Personal information
- Full name: Rosario Francisca María Balmaceda Holley
- Date of birth: 26 March 1999 (age 27)
- Place of birth: Santiago, Chile
- Height: 1.63 m (5 ft 4 in)
- Position: Forward

Team information
- Current team: Colo-Colo
- Number: 17

Senior career*
- Years: Team / Apps / (Gls)
- 2015–2018: Universidad de Chile
- 2018–2019: Colo-Colo
- 2020–2023: Santiago Morning
- 2023: Palmeiras
- 2024–: Colo-Colo

International career^{‡}
- 2016: Chile U17 /  / (2)
- 2018: Chile U20 /  / (1)
- 2017–: Chile / 5 / (0)

= Rosario Balmaceda =

Chilean footballer (born 1999)

Rosario Francisca María Balmaceda Holley (born 26 March 1999) is a Chilean footballer who plays as a midfielder for Colo-Colo.

==Club career==
In March 2023, she moved abroad and joined Brazilian side Palmeiras.
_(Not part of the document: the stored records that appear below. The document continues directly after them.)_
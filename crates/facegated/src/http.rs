//! JSON-over-HTTP transport.
//!
//! Handlers only translate between request/response structs and the engine;
//! all matching happens on the engine thread. `/health` and `GET /faces`
//! read the reference store directly so they never wait behind an
//! extraction.
//!
//! Failures carry `{success: false, error}` with a non-2xx status:
//!
//! | status | cause |
//! |---|---|
//! | 400 | malformed body, missing field, invalid image or resident id |
//! | 404 | verify against a resident with no reference |
//! | 413 | body larger than `FACEGATE_MAX_BODY_BYTES` |
//! | 422 | no face detected |
//! | 500 | store or extraction backend failure |
//! | 503 | engine thread gone |
//! | 504 | engine did not answer within `FACEGATE_REQUEST_TIMEOUT_SECS` |
//!
//! Clients that only read `error` when the status is 2xx will lose the
//! message; read the body on every status.

use crate::engine::{EngineError, EngineHandle};
use axum::extract::rejection::JsonRejection;
use axum::extract::{DefaultBodyLimit, Path, State};
use axum::http::StatusCode;
use axum::response::{IntoResponse, Response};
use axum::routing::{delete, get, post};
use axum::{Json, Router};
use facegate_core::{DistanceMetric, FaceError, FaceService, ReferenceStore};
use serde::{Deserialize, Serialize};
use std::sync::Arc;
use tower_http::cors::CorsLayer;
use tower_http::trace::TraceLayer;

/// Active decision configuration, reported by `/health`.
#[derive(Debug, Clone, Serialize)]
pub struct PolicyInfo {
    pub name: &'static str,
    pub metric: DistanceMetric,
    pub threshold: f32,
    pub extractor: String,
}

impl PolicyInfo {
    pub fn from_service(service: &FaceService) -> Self {
        let matcher = service.matcher();
        Self {
            name: matcher.policy().name(),
            metric: matcher.metric(),
            threshold: matcher.policy().threshold(),
            extractor: service.descriptor().to_string(),
        }
    }
}

/// State shared across handlers.
pub struct AppState {
    pub engine: EngineHandle,
    /// Read-only view of the engine's store. Commits are atomic renames, so
    /// reading here never observes a partial reference.
    pub store: ReferenceStore,
    pub policy: PolicyInfo,
    pub version: String,
}

impl AppState {
    pub fn new(engine: EngineHandle, store: ReferenceStore, policy: PolicyInfo) -> Self {
        Self {
            engine,
            store,
            policy,
            version: env!("CARGO_PKG_VERSION").to_string(),
        }
    }
}

#[derive(Debug, Deserialize)]
pub struct RegisterRequest {
    pub resident_id: Option<String>,
    pub face_image: Option<String>,
}

#[derive(Debug, Serialize)]
pub struct RegisterResponse {
    pub success: bool,
    pub message: String,
}

#[derive(Debug, Deserialize)]
pub struct RecognizeRequest {
    pub face_image: Option<String>,
}

#[derive(Debug, Serialize)]
pub struct RecognizeResponse {
    pub success: bool,
    pub recognized: bool,
    #[serde(skip_serializing_if = "Option::is_none")]
    pub resident_id: Option<String>,
    #[serde(skip_serializing_if = "Option::is_none")]
    pub confidence: Option<f32>,
    #[serde(skip_serializing_if = "Option::is_none")]
    pub distance: Option<f32>,
    #[serde(skip_serializing_if = "Option::is_none")]
    pub message: Option<String>,
}

#[derive(Debug, Deserialize)]
pub struct VerifyRequest {
    pub resident_id: Option<String>,
    pub face_image: Option<String>,
}

#[derive(Debug, Serialize)]
pub struct VerifyResponse {
    pub success: bool,
    pub verified: bool,
    pub confidence: f32,
    #[serde(skip_serializing_if = "Option::is_none")]
    pub distance: Option<f32>,
    pub threshold: f32,
    #[serde(skip_serializing_if = "Option::is_none")]
    pub error: Option<String>,
}

#[derive(Debug, Serialize)]
pub struct FacesResponse {
    pub success: bool,
    pub residents: Vec<String>,
    pub count: usize,
}

#[derive(Debug, Serialize)]
pub struct RemoveResponse {
    pub success: bool,
    pub removed: bool,
}

#[derive(Debug, Serialize)]
pub struct HealthResponse {
    pub status: &'static str,
    pub message: String,
    pub version: String,
    pub references: Option<usize>,
    pub policy: PolicyInfo,
}

#[derive(Debug, Serialize)]
struct ErrorBody {
    success: bool,
    error: String,
}

/// A failed request: status code plus `{success: false, error}`.
#[derive(Debug)]
pub struct ApiError {
    status: StatusCode,
    message: String,
}

impl ApiError {
    fn bad_request(message: impl Into<String>) -> Self {
        Self {
            status: StatusCode::BAD_REQUEST,
            message: message.into(),
        }
    }

    fn internal(message: impl Into<String>) -> Self {
        let message = message.into();
        tracing::warn!(error = %message, "request failed");
        Self {
            status: StatusCode::INTERNAL_SERVER_ERROR,
            message,
        }
    }
}

impl From<EngineError> for ApiError {
    fn from(e: EngineError) -> Self {
        let status = status_for(&e);
        if status.is_server_error() {
            tracing::warn!(error = %e, status = status.as_u16(), "request failed");
        } else {
            tracing::info!(error = %e, status = status.as_u16(), "request rejected");
        }
        Self {
            status,
            message: e.to_string(),
        }
    }
}

impl From<JsonRejection> for ApiError {
    fn from(rejection: JsonRejection) -> Self {
        // Oversized bodies keep their 413; every other malformed body is a 400.
        let status = match rejection.status() {
            StatusCode::PAYLOAD_TOO_LARGE => StatusCode::PAYLOAD_TOO_LARGE,
            _ => StatusCode::BAD_REQUEST,
        };
        Self {
            status,
            message: rejection.body_text(),
        }
    }
}

impl IntoResponse for ApiError {
    fn into_response(self) -> Response {
        let body = ErrorBody {
            success: false,
            error: self.message,
        };
        (self.status, Json(body)).into_response()
    }
}

pub fn status_for(e: &EngineError) -> StatusCode {
    match e {
        EngineError::Face(face) => match face {
            FaceError::InvalidImage(_) | FaceError::InvalidIdentity(_) => StatusCode::BAD_REQUEST,
            FaceError::IdentityNotFound(_) => StatusCode::NOT_FOUND,
            FaceError::NoFaceDetected => StatusCode::UNPROCESSABLE_ENTITY,
            FaceError::StoreWrite(_)
            | FaceError::StoreRead(_)
            | FaceError::ExtractionBackend(_)
            | FaceError::Config(_) => StatusCode::INTERNAL_SERVER_ERROR,
        },
        EngineError::Timeout(_) => StatusCode::GATEWAY_TIMEOUT,
        EngineError::ChannelClosed => StatusCode::SERVICE_UNAVAILABLE,
    }
}

/// Build the application router.
pub fn router(state: AppState, max_body_bytes: usize) -> Router {
    Router::new()
        .route("/register_face", post(register_face))
        .route("/recognize_face", post(recognize_face))
        .route("/verify_face", post(verify_face))
        .route("/faces", get(list_faces))
        .route("/faces/:resident_id", delete(remove_face))
        .route("/health", get(health))
        .layer(DefaultBodyLimit::max(max_body_bytes))
        .layer(CorsLayer::permissive())
        .layer(TraceLayer::new_for_http())
        .with_state(Arc::new(state))
}

/// `Some(s)` unless missing or empty.
fn present(field: Option<String>) -> Option<String> {
    field.filter(|s| !s.is_empty())
}

async fn register_face(
    State(state): State<Arc<AppState>>,
    payload: Result<Json<RegisterRequest>, JsonRejection>,
) -> Result<Json<RegisterResponse>, ApiError> {
    let Json(req) = payload?;
    let (Some(resident_id), Some(face_image)) = (present(req.resident_id), present(req.face_image))
    else {
        return Err(ApiError::bad_request("Missing resident_id or face_image"));
    };

    let enrollment = state.engine.enroll(resident_id, face_image).await?;
    Ok(Json(RegisterResponse {
        success: true,
        message: format!("Face registered for resident {}", enrollment.key),
    }))
}

async fn recognize_face(
    State(state): State<Arc<AppState>>,
    payload: Result<Json<RecognizeRequest>, JsonRejection>,
) -> Result<Json<RecognizeResponse>, ApiError> {
    let Json(req) = payload?;
    let face_image = present(req.face_image).ok_or_else(|| ApiError::bad_request("Missing face_image"))?;

    let decision = state.engine.identify(face_image).await?;
    let response = if decision.accepted {
        RecognizeResponse {
            success: true,
            recognized: true,
            resident_id: decision.candidate,
            confidence: Some(decision.confidence),
            distance: decision.distance,
            message: None,
        }
    } else if decision.distance.is_some() {
        RecognizeResponse {
            success: true,
            recognized: false,
            resident_id: None,
            confidence: Some(decision.confidence),
            distance: decision.distance,
            message: Some("Face not recognized with sufficient confidence".into()),
        }
    } else {
        RecognizeResponse {
            success: true,
            recognized: false,
            resident_id: None,
            confidence: None,
            distance: None,
            message: Some("No matching face found in database".into()),
        }
    };
    Ok(Json(response))
}

async fn verify_face(
    State(state): State<Arc<AppState>>,
    payload: Result<Json<VerifyRequest>, JsonRejection>,
) -> Result<Response, ApiError> {
    let Json(req) = payload?;
    let (Some(resident_id), Some(face_image)) = (present(req.resident_id), present(req.face_image))
    else {
        return Err(ApiError::bad_request("Missing resident_id or face_image"));
    };

    let threshold = state.policy.threshold;
    match state.engine.verify(resident_id, face_image).await {
        Ok(decision) => Ok(Json(VerifyResponse {
            success: true,
            verified: decision.accepted,
            confidence: decision.confidence,
            distance: decision.distance,
            threshold,
            error: None,
        })
        .into_response()),
        Err(e @ EngineError::Face(FaceError::IdentityNotFound(_))) => {
            tracing::info!(error = %e, "verify against unknown resident");
            let body = VerifyResponse {
                success: false,
                verified: false,
                confidence: 0.0,
                distance: None,
                threshold,
                error: Some(e.to_string()),
            };
            Ok((StatusCode::NOT_FOUND, Json(body)).into_response())
        }
        Err(e) => Err(e.into()),
    }
}

/// Run a blocking store read off the async workers.
async fn read_store<T, F>(store: &ReferenceStore, read: F) -> Result<T, ApiError>
where
    T: Send + 'static,
    F: FnOnce(&ReferenceStore) -> Result<T, FaceError> + Send + 'static,
{
    let store = store.clone();
    match tokio::task::spawn_blocking(move || read(&store)).await {
        Ok(result) => result.map_err(|e| ApiError::from(EngineError::Face(e))),
        Err(e) => Err(ApiError::internal(format!("store read task failed: {e}"))),
    }
}

async fn list_faces(State(state): State<Arc<AppState>>) -> Result<Json<FacesResponse>, ApiError> {
    let residents = read_store(&state.store, |store| {
        Ok(store.list()?.into_iter().map(|(key, _)| key).collect::<Vec<_>>())
    })
    .await?;
    Ok(Json(FacesResponse {
        success: true,
        count: residents.len(),
        residents,
    }))
}

async fn remove_face(
    State(state): State<Arc<AppState>>,
    Path(resident_id): Path<String>,
) -> Result<Json<RemoveResponse>, ApiError> {
    let removed = state.engine.remove(resident_id).await?;
    Ok(Json(RemoveResponse {
        success: true,
        removed,
    }))
}

async fn health(State(state): State<Arc<AppState>>) -> Json<HealthResponse> {
    let (status, references) = match read_store(&state.store, ReferenceStore::len).await {
        Ok(n) => ("healthy", Some(n)),
        Err(e) => {
            tracing::warn!(error = %e.message, "health: reference count unavailable");
            ("degraded", None)
        }
    };

    Json(HealthResponse {
        status,
        message: "facegate server is running".to_string(),
        version: state.version.clone(),
        references,
        policy: state.policy.clone(),
    })
}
The next year, she returned to Chile and joined Colo-Colo.

==International career==
Balmaceda represented Chile at two South American U-20 Women's Championship editions (2015 and 2018) and the 2016 South American U-17 Women's Championship. She also was part of the Chile squad at the 2018 South American Games.

She made her senior debut on 15 September 2017 in a 0–1 friendly loss against France.